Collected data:
════════
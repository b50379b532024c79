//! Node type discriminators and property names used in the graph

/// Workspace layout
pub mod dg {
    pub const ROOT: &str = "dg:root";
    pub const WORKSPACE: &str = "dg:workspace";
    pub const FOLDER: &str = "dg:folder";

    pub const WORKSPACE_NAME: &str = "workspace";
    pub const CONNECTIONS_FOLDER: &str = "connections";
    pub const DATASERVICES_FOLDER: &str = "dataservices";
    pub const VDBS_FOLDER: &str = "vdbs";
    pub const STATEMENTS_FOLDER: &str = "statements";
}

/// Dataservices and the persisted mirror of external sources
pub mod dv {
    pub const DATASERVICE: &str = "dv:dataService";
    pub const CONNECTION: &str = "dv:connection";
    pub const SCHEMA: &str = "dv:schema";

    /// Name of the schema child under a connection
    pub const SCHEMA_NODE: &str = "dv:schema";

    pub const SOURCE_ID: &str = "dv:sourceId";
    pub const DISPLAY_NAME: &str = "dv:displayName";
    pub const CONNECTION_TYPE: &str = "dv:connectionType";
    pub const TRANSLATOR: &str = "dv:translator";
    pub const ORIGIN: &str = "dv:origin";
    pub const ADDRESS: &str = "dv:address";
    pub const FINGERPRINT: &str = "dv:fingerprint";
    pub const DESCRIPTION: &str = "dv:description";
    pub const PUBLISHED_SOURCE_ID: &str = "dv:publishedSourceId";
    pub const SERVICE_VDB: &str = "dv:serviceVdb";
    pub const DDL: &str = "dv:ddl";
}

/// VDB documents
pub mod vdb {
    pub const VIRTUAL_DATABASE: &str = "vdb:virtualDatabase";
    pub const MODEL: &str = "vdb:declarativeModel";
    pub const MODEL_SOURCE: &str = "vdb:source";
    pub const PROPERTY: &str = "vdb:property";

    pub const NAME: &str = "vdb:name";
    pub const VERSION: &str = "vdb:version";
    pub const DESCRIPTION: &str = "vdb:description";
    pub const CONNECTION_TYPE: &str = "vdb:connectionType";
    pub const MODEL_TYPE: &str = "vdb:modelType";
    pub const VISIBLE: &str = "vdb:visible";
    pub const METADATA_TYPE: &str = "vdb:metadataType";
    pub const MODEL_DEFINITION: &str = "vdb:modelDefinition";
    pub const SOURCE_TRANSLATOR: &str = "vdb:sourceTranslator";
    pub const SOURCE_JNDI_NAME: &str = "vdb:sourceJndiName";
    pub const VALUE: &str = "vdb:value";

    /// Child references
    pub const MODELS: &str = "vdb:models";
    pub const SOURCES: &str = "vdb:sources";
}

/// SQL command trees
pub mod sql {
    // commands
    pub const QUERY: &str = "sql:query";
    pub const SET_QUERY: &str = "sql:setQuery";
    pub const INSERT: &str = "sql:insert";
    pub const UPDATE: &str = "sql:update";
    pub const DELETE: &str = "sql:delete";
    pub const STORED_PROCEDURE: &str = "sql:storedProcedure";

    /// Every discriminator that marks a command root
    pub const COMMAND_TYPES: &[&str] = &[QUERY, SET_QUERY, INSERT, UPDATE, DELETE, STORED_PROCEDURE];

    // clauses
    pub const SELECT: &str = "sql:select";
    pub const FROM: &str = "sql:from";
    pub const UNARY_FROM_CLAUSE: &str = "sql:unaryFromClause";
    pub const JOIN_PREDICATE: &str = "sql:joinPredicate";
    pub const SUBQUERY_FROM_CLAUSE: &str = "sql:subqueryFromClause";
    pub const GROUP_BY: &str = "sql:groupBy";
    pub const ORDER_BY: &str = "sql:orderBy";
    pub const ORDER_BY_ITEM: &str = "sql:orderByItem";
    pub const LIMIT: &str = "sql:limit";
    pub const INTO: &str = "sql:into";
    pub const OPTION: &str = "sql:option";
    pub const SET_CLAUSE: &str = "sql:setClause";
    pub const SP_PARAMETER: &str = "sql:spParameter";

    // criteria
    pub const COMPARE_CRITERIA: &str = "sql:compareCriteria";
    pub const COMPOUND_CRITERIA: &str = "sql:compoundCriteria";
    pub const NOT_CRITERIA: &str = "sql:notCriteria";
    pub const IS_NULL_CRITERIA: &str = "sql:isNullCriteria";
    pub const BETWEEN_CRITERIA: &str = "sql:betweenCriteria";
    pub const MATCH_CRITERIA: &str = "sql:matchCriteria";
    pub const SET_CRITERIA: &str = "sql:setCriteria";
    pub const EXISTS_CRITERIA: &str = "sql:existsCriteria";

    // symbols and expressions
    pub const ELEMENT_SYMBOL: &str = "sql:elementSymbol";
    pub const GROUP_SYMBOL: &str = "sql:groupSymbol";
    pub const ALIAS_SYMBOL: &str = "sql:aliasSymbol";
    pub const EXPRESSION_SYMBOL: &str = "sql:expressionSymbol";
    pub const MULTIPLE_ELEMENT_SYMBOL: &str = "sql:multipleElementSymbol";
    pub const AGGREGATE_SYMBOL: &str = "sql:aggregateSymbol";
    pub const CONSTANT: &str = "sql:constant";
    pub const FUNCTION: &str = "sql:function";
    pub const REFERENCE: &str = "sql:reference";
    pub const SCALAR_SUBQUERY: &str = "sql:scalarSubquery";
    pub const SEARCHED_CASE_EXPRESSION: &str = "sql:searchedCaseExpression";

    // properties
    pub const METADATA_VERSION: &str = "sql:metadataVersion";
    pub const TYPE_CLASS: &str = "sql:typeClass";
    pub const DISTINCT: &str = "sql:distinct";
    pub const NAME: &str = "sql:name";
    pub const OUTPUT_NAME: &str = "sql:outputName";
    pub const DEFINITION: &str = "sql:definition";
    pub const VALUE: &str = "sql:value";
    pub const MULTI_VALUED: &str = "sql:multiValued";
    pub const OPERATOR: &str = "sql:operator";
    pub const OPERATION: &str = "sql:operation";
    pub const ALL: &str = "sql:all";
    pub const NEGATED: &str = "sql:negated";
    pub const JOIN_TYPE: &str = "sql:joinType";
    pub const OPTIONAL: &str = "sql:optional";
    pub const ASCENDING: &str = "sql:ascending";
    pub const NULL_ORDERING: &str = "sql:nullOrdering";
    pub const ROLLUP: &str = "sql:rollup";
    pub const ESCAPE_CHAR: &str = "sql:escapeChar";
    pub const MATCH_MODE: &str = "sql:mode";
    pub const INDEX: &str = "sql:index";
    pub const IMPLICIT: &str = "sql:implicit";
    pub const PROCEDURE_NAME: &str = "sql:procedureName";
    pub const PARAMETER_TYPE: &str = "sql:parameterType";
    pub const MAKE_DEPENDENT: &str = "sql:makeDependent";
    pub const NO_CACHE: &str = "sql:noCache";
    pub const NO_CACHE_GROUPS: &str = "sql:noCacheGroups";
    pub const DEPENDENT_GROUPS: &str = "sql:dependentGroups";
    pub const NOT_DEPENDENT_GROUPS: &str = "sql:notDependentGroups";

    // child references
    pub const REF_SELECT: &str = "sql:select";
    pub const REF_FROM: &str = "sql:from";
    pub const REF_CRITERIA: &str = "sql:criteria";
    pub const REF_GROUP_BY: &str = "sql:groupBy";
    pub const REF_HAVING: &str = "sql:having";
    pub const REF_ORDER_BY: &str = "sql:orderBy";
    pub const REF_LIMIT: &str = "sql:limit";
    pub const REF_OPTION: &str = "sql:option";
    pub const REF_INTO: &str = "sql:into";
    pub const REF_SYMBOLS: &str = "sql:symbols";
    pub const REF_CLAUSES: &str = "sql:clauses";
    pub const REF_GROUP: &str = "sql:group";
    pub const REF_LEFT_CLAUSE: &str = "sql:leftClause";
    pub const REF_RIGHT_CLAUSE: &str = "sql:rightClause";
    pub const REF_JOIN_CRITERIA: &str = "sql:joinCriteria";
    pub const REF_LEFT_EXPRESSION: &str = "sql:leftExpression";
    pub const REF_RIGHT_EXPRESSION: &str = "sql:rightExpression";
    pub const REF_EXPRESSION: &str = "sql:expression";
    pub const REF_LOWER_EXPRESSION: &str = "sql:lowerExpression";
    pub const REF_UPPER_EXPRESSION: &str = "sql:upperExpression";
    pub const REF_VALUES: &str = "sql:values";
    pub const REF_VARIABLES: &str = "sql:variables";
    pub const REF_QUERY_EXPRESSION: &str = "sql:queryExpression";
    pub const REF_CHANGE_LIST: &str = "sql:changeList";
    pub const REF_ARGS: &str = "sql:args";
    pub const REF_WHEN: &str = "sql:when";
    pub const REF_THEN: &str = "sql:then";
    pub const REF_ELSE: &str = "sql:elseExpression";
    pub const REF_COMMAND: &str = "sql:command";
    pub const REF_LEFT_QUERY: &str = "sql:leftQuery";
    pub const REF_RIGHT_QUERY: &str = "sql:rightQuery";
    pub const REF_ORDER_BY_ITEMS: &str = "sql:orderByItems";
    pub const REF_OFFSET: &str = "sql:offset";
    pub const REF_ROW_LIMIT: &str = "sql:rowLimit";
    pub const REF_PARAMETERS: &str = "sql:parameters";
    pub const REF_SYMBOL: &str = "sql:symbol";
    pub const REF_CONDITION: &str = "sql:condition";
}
════════
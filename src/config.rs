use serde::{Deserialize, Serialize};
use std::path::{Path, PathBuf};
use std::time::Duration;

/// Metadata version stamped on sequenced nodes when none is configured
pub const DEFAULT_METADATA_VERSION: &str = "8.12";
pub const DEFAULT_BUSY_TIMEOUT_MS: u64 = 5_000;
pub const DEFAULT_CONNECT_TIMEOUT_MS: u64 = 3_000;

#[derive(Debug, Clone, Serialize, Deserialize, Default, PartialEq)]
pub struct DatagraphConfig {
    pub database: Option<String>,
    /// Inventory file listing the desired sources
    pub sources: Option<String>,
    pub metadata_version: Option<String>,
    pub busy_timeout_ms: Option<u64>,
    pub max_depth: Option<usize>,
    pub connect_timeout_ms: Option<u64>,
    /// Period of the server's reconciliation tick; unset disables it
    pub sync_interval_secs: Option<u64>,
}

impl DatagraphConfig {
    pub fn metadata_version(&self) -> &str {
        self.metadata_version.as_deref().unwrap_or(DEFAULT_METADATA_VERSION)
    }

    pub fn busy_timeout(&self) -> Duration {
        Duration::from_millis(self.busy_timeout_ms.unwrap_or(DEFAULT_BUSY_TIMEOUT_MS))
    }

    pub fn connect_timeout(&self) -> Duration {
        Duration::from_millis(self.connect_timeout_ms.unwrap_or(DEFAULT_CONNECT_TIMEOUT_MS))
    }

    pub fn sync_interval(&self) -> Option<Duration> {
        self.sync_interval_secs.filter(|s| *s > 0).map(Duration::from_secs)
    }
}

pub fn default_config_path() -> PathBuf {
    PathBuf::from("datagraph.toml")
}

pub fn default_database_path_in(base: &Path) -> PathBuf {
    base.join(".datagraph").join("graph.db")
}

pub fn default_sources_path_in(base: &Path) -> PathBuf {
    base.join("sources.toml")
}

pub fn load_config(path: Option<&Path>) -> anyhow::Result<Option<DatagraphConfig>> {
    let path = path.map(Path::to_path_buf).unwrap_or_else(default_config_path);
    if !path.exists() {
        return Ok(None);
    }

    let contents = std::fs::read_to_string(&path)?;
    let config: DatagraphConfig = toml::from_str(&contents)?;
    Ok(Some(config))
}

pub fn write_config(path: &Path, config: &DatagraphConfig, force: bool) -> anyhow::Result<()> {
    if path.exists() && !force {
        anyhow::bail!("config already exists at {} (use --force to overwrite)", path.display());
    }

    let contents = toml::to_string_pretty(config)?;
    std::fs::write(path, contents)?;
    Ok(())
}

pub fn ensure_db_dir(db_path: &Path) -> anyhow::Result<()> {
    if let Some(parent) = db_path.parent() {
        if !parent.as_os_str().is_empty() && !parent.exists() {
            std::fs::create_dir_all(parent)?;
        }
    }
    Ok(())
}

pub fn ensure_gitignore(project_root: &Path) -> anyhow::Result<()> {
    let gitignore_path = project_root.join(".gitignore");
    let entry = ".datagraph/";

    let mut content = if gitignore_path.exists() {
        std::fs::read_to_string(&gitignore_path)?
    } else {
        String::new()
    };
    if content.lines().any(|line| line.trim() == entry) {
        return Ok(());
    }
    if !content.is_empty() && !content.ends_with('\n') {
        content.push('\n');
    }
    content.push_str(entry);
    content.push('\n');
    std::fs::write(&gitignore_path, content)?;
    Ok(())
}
════════
* Task description
Please report how many lines of the entries above include "schema". Only the number is wanted.

* Response to the exercise
3